Improved stability of GFP reporter genes on DENV2 genome with 2x 2A design.

A) Fluorescent microscopy of infected Vero cells during passaging. The left diagram outlines the passaging of a reporter virus. MOI of 0.01 was used to infect confluent Vero cells for each passage. Green-fluorescent images of infected Vero cells (right panel) were taken seven days post infection. P1, P2, P3, P4, P5, and P6 designate passage numbers. 1x 2A and 2x 2A denote the design of the reporter viruses. B) Flow-cytometry measurements of Vero cells infected with passaged DENV2-eGFP. Confluent Vero cells were infected with viruses from each passage (culture media collected at day 7) at MOI = 0.1. Infected cells were maintained for two days before whole-cell staining with 4G2 mouse antibody and Alexa-647-conjugated anti-mouse antibody. The percentage of each cell population is shown in each quardrant of the scatter plot. The top row shows the measurements of passaged DENV2-eGFP with the 1x 2A design while the bottom row show those of 2x 2A design. C) Quantification of the stability of GFP reporter genes based on flow-cytometry measurements.
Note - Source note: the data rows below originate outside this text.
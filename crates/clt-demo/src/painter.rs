use crate::settings::Margins;
use dice::canvas::Shape;
use dice::{Anchor, Area, Paint, Point, Scene};
use eframe::egui;

// ------------------------------------------------------------------
// Colors
// ------------------------------------------------------------------

const BAR_COLOR: egui::Color32 = egui::Color32::from_rgb(39, 64, 139);
const SELECTED_COLOR: egui::Color32 = egui::Color32::from_rgb(255, 0, 255);
const CURRENT_COLOR: egui::Color32 = egui::Color32::from_rgb(0, 200, 0);
const SETTLED_COLOR: egui::Color32 = egui::Color32::from_rgb(0, 255, 255);
const GRID_COLOR: egui::Color32 = egui::Color32::from_rgb(220, 220, 220);
const INK_COLOR: egui::Color32 = egui::Color32::from_gray(40);
const LABEL_FONT_SIZE: f32 = 11.0;

/// Fill and outline a paint is rendered with.
#[derive(Debug, Clone, Copy, PartialEq)]
pub struct Style {
    pub fill: Option<egui::Color32>,
    pub stroke: egui::Stroke,
}

pub fn style(paint: Paint) -> Style {
    let outline = egui::Stroke::new(0.5, INK_COLOR);
    match paint {
        Paint::Frame | Paint::Tick | Paint::Label => Style {
            fill: None,
            stroke: egui::Stroke::new(1.0, INK_COLOR),
        },
        Paint::GridLine => Style {
            fill: None,
            stroke: egui::Stroke::new(1.0, GRID_COLOR),
        },
        Paint::Bar => Style {
            fill: Some(BAR_COLOR),
            stroke: outline,
        },
        Paint::SelectedBar | Paint::HighlightedRoll => Style {
            fill: Some(SELECTED_COLOR),
            stroke: outline,
        },
        Paint::CurrentRoll => Style {
            fill: Some(CURRENT_COLOR),
            stroke: outline,
        },
        Paint::SettledRoll => Style {
            fill: Some(SETTLED_COLOR),
            stroke: outline,
        },
        Paint::Boundary => Style {
            fill: None,
            stroke: egui::Stroke::new(2.0, SELECTED_COLOR),
        },
    }
}

// ------------------------------------------------------------------
// Coordinates
// ------------------------------------------------------------------

/// Maps chart coordinates (origin bottom-left, `y` up) onto the screen
/// rectangle a chart was given.
#[derive(Debug, Clone, Copy, PartialEq)]
pub struct ChartFrame {
    origin: egui::Pos2,
}

impl ChartFrame {
    pub fn new(rect: egui::Rect, margins: Margins) -> Self {
        Self {
            origin: egui::pos2(
                rect.left() + margins.left,
                rect.bottom() - margins.bottom,
            ),
        }
    }

    pub fn to_screen(&self, p: Point) -> egui::Pos2 {
        egui::pos2(
            self.origin.x + p.x as f32,
            self.origin.y - p.y as f32,
        )
    }

    pub fn to_chart(&self, pos: egui::Pos2) -> Point {
        Point::new(
            f64::from(pos.x - self.origin.x),
            f64::from(self.origin.y - pos.y),
        )
    }
}

// ------------------------------------------------------------------
// Painting
// ------------------------------------------------------------------

pub fn paint_scene(painter: &egui::Painter, frame: &ChartFrame, scene: &Scene) {
    for (_, figure) in scene.figures() {
        let style = style(figure.paint);
        match &figure.shape {
            Shape::Rect(r) => {
                let rect = egui::Rect::from_two_pos(
                    frame.to_screen(r.top_left()),
                    frame.to_screen(r.bottom_right()),
                );
                if let Some(fill) = style.fill {
                    painter.rect_filled(rect, 0.0, fill);
                }
                painter.rect_stroke(
                    rect,
                    0.0,
                    style.stroke,
                    egui::StrokeKind::Inside,
                );
            }
            Shape::Line { from, to } => {
                painter.line_segment(
                    [frame.to_screen(*from), frame.to_screen(*to)],
                    style.stroke,
                );
            }
            Shape::Text { text, at, anchor } => {
                let align = match anchor {
                    Anchor::Center => egui::Align2::CENTER_CENTER,
                    Anchor::Right => egui::Align2::RIGHT_CENTER,
                };
                painter.text(
                    frame.to_screen(*at),
                    align,
                    text,
                    egui::FontId::proportional(LABEL_FONT_SIZE),
                    style.stroke.color,
                );
            }
        }
    }
}

/// Allocate room for a chart, paint `scene` into it and return where a
/// click landed, in chart coordinates. The plot grows to fit figures
/// drawn above `plot.height`.
pub fn show_chart(
    ui: &mut egui::Ui,
    scene: &Scene,
    plot: Area,
    margins: Margins,
) -> Option<Point> {
    let plot_height = scene
        .bounds()
        .map_or(plot.height, |b| b.top.max(plot.height));
    let size = egui::vec2(
        margins.left + plot.width as f32 + margins.right,
        margins.top + plot_height as f32 + margins.bottom,
    );
    let (response, painter) = ui.allocate_painter(size, egui::Sense::click());
    let frame = ChartFrame::new(response.rect, margins);
    paint_scene(&painter, &frame, scene);

    if response.clicked() {
        response.interact_pointer_pos().map(|pos| frame.to_chart(pos))
    } else {
        None
    }
}

#[cfg(test)]
mod tests {
    use super::*;

    #[test]
    fn test_frame_flips_y() {
        let rect = egui::Rect::from_min_size(
            egui::pos2(10.0, 20.0),
            egui::vec2(450.0, 325.0),
        );
        let frame = ChartFrame::new(rect, Margins::new(25.0, 25.0, 10.0, 25.0));

        assert_eq!(frame.to_screen(Point::new(0.0, 0.0)), egui::pos2(35.0, 320.0));
        assert_eq!(
            frame.to_screen(Point::new(400.0, 290.0)),
            egui::pos2(435.0, 30.0)
        );
        assert_eq!(
            frame.to_chart(egui::pos2(135.0, 220.0)),
            Point::new(100.0, 100.0)
        );
    }

    #[test]
    fn test_roll_paints_are_told_apart() {
        let current = style(Paint::CurrentRoll).fill;
        let settled = style(Paint::SettledRoll).fill;
        let highlighted = style(Paint::HighlightedRoll).fill;
        assert_ne!(current, settled);
        assert_ne!(settled, highlighted);
        assert_eq!(highlighted, style(Paint::SelectedBar).fill);
        assert_eq!(style(Paint::Boundary).fill, None);
    }
}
The stability was measured as the percentage of GFP-positive cells in the populations of infected cells (4G2-positive cells). % GFP/4G2 = (% cells with GFP)/(% cells with 4G2). D) RT-PCR of passaged DENV2-eGFP. Top diagram shows the locations of the primer binding sites (represented by arrows) on the viral genome of reporter DENV2-eGFP. Bottom is the image of agarose gel electrophoresis of the RT-PCR products of viral RNA extracted from passaged viruses.